There must be few countries in the world that celebrate a New Year with such joy, delight, exuberance and high energy as Kenya does. Celebrations go on long after the midnight hour and most revelers struggle home as dawn breaks on another year. The gift of a new year is something everyone can celebrate regardless of religious allegiance as humanity moves together with shared hopes and dreams.

However, it would appear that the nation’s celebration is often linked to waving good riddance to a year of disappointment, unpleasantness, and hardship as much as looking forward with hope that the New Year will give some respite in the constant struggle to survive in a harsh environment where citizens matter little except when their votes and taxes are required. 
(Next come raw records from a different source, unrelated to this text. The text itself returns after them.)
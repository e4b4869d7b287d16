//! Customer repository trait

use async_trait::async_trait;

use super::entity::{Customer, CustomerId};
use crate::domain::DomainError;

#[cfg(test)]
use mockall::automock;

/// Data-access contract shared by every storage backend.
///
/// Backends report a duplicate email on `insert` or `update` as
/// [`DomainError::Conflict`], so a write that lost a race on the email
/// pre-check still fails.
#[cfg_attr(test, automock)]
#[async_trait]
pub trait CustomerRepository: Send + Sync {
    /// List all customers, ordered by id
    async fn list(&self) -> Result<Vec<Customer>, DomainError>;

    /// Find a customer by id
    async fn find(&self, id: CustomerId) -> Result<Option<Customer>, DomainError>;

    /// Find a customer by email (exact match)
    async fn find_by_email(&self, email: &str) -> Result<Option<Customer>, DomainError>;

    /// Store a new customer, assigning an id if it has none
    async fn insert(&self, customer: Customer) -> Result<Customer, DomainError>;

    /// Check if any customer holds this email
    async fn exists_by_email(&self, email: &str) -> Result<bool, DomainError>;

    /// Check if a customer id exists
    async fn exists_by_id(&self, id: CustomerId) -> Result<bool, DomainError>;

    /// Delete a customer, returning whether a record was removed
    async fn delete_by_id(&self, id: CustomerId) -> Result<bool, DomainError>;

    /// Replace the stored customer with the same id
    async fn update(&self, customer: &Customer) -> Result<(), DomainError>;
}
A New Year may present a new opportunity but it does not represent a new beginning. As everyone will soon discover, problems of 2019 will find a new home in 2020 as a new calendar is not a magic wand to the challenges Kenya faces. The same old, tired faces who dominated public life may attempt to rebrand and regroup into new ethnic oligarchies but they will not bring you to Canaan or any other promised land. You will hear endless talk about BBI but that too is a very hard sell. Any nation-building exercise that was exclusive and divisive from the outset is fast going nowhere. There may be major efforts to force a referendum that Kenyans have not requested but that risks rejection at the ballot. 

Collective redress

Meanwhile, as the Chinese come to collect rent that figure of 57% of GDP required to service loans will most likely increase. There will be less money available for development activities and the real risk is that devolution might be the first casualty due to delayed or reduced remittances to the counties.

This may be a very bleak and depressing picture of the nation’s prospects in the coming year. However, it is better to face reality than pretend that there are easy answers to the challenges ahead or that a saviour is about to drop from the heavens. As the same Chinese say a crisis is an opportunity but the crisis must be acknowledged and the opportunity to be grasped if this is not to go down as another year of failure and under achievement. 

The first point is the admission that the state has been captured. Those who control political power also control the economy at every conceivable level. They just don’t own the banks and industries, they also control Parliament. The only institution that has withstood the executive onslaught on its authority is the judiciary. Practically all the constitutional commissions that should be enhancing democracy and the rule of law are in tatters with poor personnel, little funding and no independence. 

Secondly, the DPP and EACC are blowing hot and cold in the so called war on corruption; more smokescreens than smoking guns as we still wait for any significant successful prosecutions. But here is the crux of the matter, the public must no longer wait and watch as the DPP and EACC stutter and fall. Pressure must come from all ends to change the culture of looting. 

The Catholic Church campaign to ‘break the chains of corruption’ is a noble start. The prayer recited at every service not only invokes the Lord but it analyses and diagnoses the rot of corruption in our society. When church goers recite this on a daily basis over a period of time, they can no longer stand idly by when corrupt practices happen at the workplace or in their community. A prayer like this may not change God but it can change us and that is its intention. If the same prayer were used in every mosque and church, think of the impact that would have. Prayer then is not an escape but a call to action and to expose and shame the looter. Prayer should empower the public to reflect on what is happening and to take collective redress action. This inevitably will mean confronting those who have taken the nation captive and demand they give Kenyans back their country.

Put another way, the only resolution you should make this year should be to be patriotic, to pray and act to break the chains of corruption. Forget those promises to lose weight and exercise more. Exercise your right to demand change and rid yourself of your captors.